I don't have any strong sensory impressions about them, so nothing triggered. ((EDIT: it's funny, but rereading this, I realize that the snow white, how to cut, and last for a long time were all derived from sudden images of recent past events and what I may have thought (but probably didn't actually think ... kinda like what I imagined I thought) at the time.))

I think there is a good chance that unless they were feeling goofy, an Ne would just say the normal stuff about apples. I certainly would. 

I think a better example is stuff that requires some level of abstraction like: "Describe the ocean", or "Describe outer space". There was a post about this... it was interesting. Honestly, even that isn't always reliable... and I think it's a better way to tell Ne vs Ni in any position or Se vs Si in any position (at least it is for me). 

Describe a pie! (random thing from earlier in the page):

uh... round! .. uhm, yummy! ... gooey sometimes? ... better fresh out of the oven? Good with ice cream!

Those are the sorts of answers I would naturally give.


----------



## PaladinX (Feb 20, 2013)

I think it's funny how intuitives seem to take something overly literal and spin it in odd ways.  (I'm not picking on you. You grasp abstract concepts way faster than I ever could).

The point the original example was to make a clear distinction in preference for sense data vs associated data or something like that. Of course an N type could very well give sense data and an S type might provide abstracted associations. They are not going to put that in the example because it is confusing. I think you guys are somehow assuming that someone is too stupid to realize that there's more to it than what seems to be rigidly presented. Or maybe I'm giving humanity too much credit? 


@_arkigos_, your answer shows me Ne at work. 

I would stumble. Someone: "Describe an apple" Me: I uh I dunno. It's an apple. It's red. You can eat it. I dunno.  Which is funny because it makes me look a lot dumber than I really am. I have a 99.9 percentile writing ability and that's the best I can come up with for an apple. (To be fair, I rarely employ that ability. It requires an immense amount of mental energy and anxiety for me).

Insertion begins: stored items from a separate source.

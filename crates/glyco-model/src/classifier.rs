use serde::{Deserialize, Serialize};

use glyco_core::label::RiskLabel;
use glyco_core::measurement::FEATURE_COUNT;

use crate::scaler::{fixed_width, NormalizedVector};

/// A fixed binary decision function over normalized features.
///
/// Implementations are opaque to the rest of the system; the evaluator only
/// relies on `predict` being deterministic.
pub trait Classifier: Send + Sync {
    /// Short identifier for logs (e.g. "logistic", "random_forest").
    fn name(&self) -> &str;

    /// Probability of the positive class, when the model exposes one.
    fn positive_probability(&self, x: &NormalizedVector) -> Option<f64>;

    fn predict(&self, x: &NormalizedVector) -> RiskLabel;
}

/// On-disk form of `classifier.json`.
#[derive(Debug, Clone, Serialize, Deserialize)]
#[serde(tag = "kind", rename_all = "snake_case")]
pub enum ClassifierArtifact {
    Logistic {
        coefficients: Vec<f64>,
        intercept: f64,
        #[serde(default = "default_threshold")]
        threshold: f64,
    },
    RandomForest {
        trees: Vec<TreeArtifact>,
    },
}

fn default_threshold() -> f64 {
    0.5
}

#[derive(Debug, Clone, Serialize, Deserialize)]
pub struct TreeArtifact {
    pub nodes: Vec<TreeNode>,
}

/// A node in a fitted decision tree. Children are indices into the same
/// tree's node list and always come after their parent.
#[derive(Debug, Clone, Serialize, Deserialize)]
#[serde(untagged)]
pub enum TreeNode {
    Split {
        feature: usize,
        threshold: f64,
        left: usize,
        right: usize,
    },
    Leaf {
        /// Per-class weights `[negative, positive]`; normalized at load.
        value: Vec<f64>,
    },
}

impl ClassifierArtifact {
    /// Validate and build the runtime classifier.
    pub fn build(self) -> Result<Box<dyn Classifier>, String> {
        match self {
            ClassifierArtifact::Logistic {
                coefficients,
                intercept,
                threshold,
            } => {
                let coefficients = fixed_width("coefficients", &coefficients)?;
                if !intercept.is_finite() {
                    return Err("intercept is not finite".to_string());
                }
                if !(0.0..=1.0).contains(&threshold) {
                    return Err(format!("threshold {threshold} outside [0, 1]"));
                }
                Ok(Box::new(LogisticClassifier {
                    coefficients,
                    intercept,
                    threshold,
                }))
            }
            ClassifierArtifact::RandomForest { trees } => {
                Ok(Box::new(ForestClassifier::from_artifacts(trees)?))
            }
        }
    }
}

/// Logistic regression: `sigmoid(w·x + b) >= threshold`.
#[derive(Debug, Clone)]
pub struct LogisticClassifier {
    coefficients: [f64; FEATURE_COUNT],
    intercept: f64,
    threshold: f64,
}

impl LogisticClassifier {
    pub fn new(coefficients: [f64; FEATURE_COUNT], intercept: f64, threshold: f64) -> Self {
        Self {
            coefficients,
            intercept,
            threshold,
        }
    }

    fn probability(&self, x: &NormalizedVector) -> f64 {
        let z: f64 = self
            .coefficients
            .iter()
            .zip(x.as_slice())
            .map(|(w, v)| w * v)
            .sum::<f64>()
            + self.intercept;
        1.0 / (1.0 + (-z).exp())
    }
}

impl Classifier for LogisticClassifier {
    fn name(&self) -> &str {
        "logistic"
    }

    fn positive_probability(&self, x: &NormalizedVector) -> Option<f64> {
        Some(self.probability(x))
    }

    fn predict(&self, x: &NormalizedVector) -> RiskLabel {
        if self.probability(x) >= self.threshold {
            RiskLabel::Positive
        } else {
            RiskLabel::Negative
        }
    }
}

#[derive(Debug, Clone)]
enum Node {
    Split {
        feature: usize,
        threshold: f64,
        left: usize,
        right: usize,
    },
    Leaf {
        positive: f64,
    },
}

/// Ensemble of decision trees; averages leaf class probabilities.
#[derive(Debug, Clone)]
pub struct ForestClassifier {
    trees: Vec<Vec<Node>>,
}

impl ForestClassifier {
    pub fn from_artifacts(trees: Vec<TreeArtifact>) -> Result<Self, String> {
        if trees.is_empty() {
            return Err("forest has no trees".to_string());
        }
        let trees = trees
            .into_iter()
            .enumerate()
            .map(|(t, tree)| validate_tree(t, tree))
            .collect::<Result<Vec<_>, _>>()?;
        Ok(Self { trees })
    }

    fn tree_probability(nodes: &[Node], x: &NormalizedVector) -> f64 {
        let mut i = 0;
        loop {
            match &nodes[i] {
                Node::Split {
                    feature,
                    threshold,
                    left,
                    right,
                } => {
                    i = if x.0[*feature] <= *threshold {
                        *left
                    } else {
                        *right
                    };
                }
                Node::Leaf { positive } => return *positive,
            }
        }
    }
}

fn validate_tree(t: usize, tree: TreeArtifact) -> Result<Vec<Node>, String> {
    if tree.nodes.is_empty() {
        return Err(format!("tree {t} has no nodes"));
    }
    let len = tree.nodes.len();
    tree.nodes
        .into_iter()
        .enumerate()
        .map(|(i, node)| match node {
            TreeNode::Split {
                feature,
                threshold,
                left,
                right,
            } => {
                if feature >= FEATURE_COUNT {
                    return Err(format!("tree {t} node {i}: feature {feature} out of range"));
                }
                if !threshold.is_finite() {
                    return Err(format!("tree {t} node {i}: threshold is not finite"));
                }
                for child in [left, right] {
                    if child <= i || child >= len {
                        return Err(format!("tree {t} node {i}: invalid child index {child}"));
                    }
                }
                Ok(Node::Split {
                    feature,
                    threshold,
                    left,
                    right,
                })
            }
            TreeNode::Leaf { value } => {
                let [negative, positive] = value[..] else {
                    return Err(format!(
                        "tree {t} node {i}: expected 2 class weights, got {}",
                        value.len()
                    ));
                };
                let total = negative + positive;
                if !total.is_finite() || total <= 0.0 || negative < 0.0 || positive < 0.0 {
                    return Err(format!("tree {t} node {i}: invalid class weights"));
                }
                Ok(Node::Leaf {
                    positive: positive / total,
                })
            }
        })
        .collect()
}

impl Classifier for ForestClassifier {
    fn name(&self) -> &str {
        "random_forest"
    }

    fn positive_probability(&self, x: &NormalizedVector) -> Option<f64> {
        let sum: f64 = self
            .trees
            .iter()
            .map(|nodes| Self::tree_probability(nodes, x))
            .sum();
        Some(sum / self.trees.len() as f64)
    }

    fn predict(&self, x: &NormalizedVector) -> RiskLabel {
        // Ties go to the negative class.
        match self.positive_probability(x) {
            Some(p) if p > 0.5 => RiskLabel::Positive,
            _ => RiskLabel::Negative,
        }
    }
}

LOL I think I finally understand what Jung meant in describing Si as aesthetic impression. Si has been the one that escaped my understanding the most because of the elaborate and sometimes odd ways everyone tries to describe it. It's very simply a _juicy_ apple. It is the feeling behind the sense. Not in a Jungian feeling way, or an intuitive feeling way, and not in a touch feeling way.

Aesthetics:


Wikipedia said:


> It is more scientifically defined as the study of sensory or sensori-emotional values, sometimes called judgments ofsentiment and taste.




EDIT: Also, don't forget that we are all more advanced in our understanding of MBTI/JCF. This is taken from a training manual. It's meant to be simple and clearcut so that those just starting out can learn to distinguish one from the other.


----------



## EasterInTheBatcave (Aug 18, 2012)

"When the Intuitive function is used to perceive the same apple, a person may say "William Tell," "How to keep the doctor away," "Roast pig," or "My grandmother's famous pie." Here the focus is on the associations and possible meanings stimulated by the apple."

I do stuff like that a lot, mostly to try and be funny.


----------



## PaladinX (Feb 20, 2013)

EasterInTheBatcave said:


> "When the Intuitive function is used to perceive the same apple, a person may say "William Tell," "How to keep the doctor away," "Roast pig," or "My grandmother's famous pie." Here the focus is on the associations and possible meanings stimulated by the apple."
> 
> I do stuff like that a lot, mostly to try and be funny.


LOL me too!


----------



## seismicturtle (May 8, 2013)

Acerbusvenator said:


> I find it silly that people make the explanations of intuition so overly weird. I mean, Ni is not over thinking (who the hell would make an essay in their mind over a fucking apple? That's just stupid.). It is the freaking connection between things that the mind creates.


I would. Why? Because my dominant primary function is Ni. That's kind of the point. I can't help but over analyze every possible thing in ways so abstract that new ideas manifest seemingly out of nowhere.


----------



## Psychopomp (Oct 3, 2012)

EasterInTheBatcave said:


> "When the Intuitive function is used to perceive the same apple, a person may say "William Tell," "How to keep the doctor away," "Roast pig," or "My grandmother's famous pie." Here the focus is on the associations and possible meanings stimulated by the apple."
> 
> I do stuff like that a lot, mostly to try and be funny.


Yes! This.. exactly the point. I don't mean that people are dumb... but more than once I've seen folks use things like that to say that they cannot be Se because they are capable of creative descriptions or people describing Se as 'seeing an apple and calling it an apple' and the person thinks: "that's it? That must be all the people whom I see as shallow and stupid, which is not me and so I am an N."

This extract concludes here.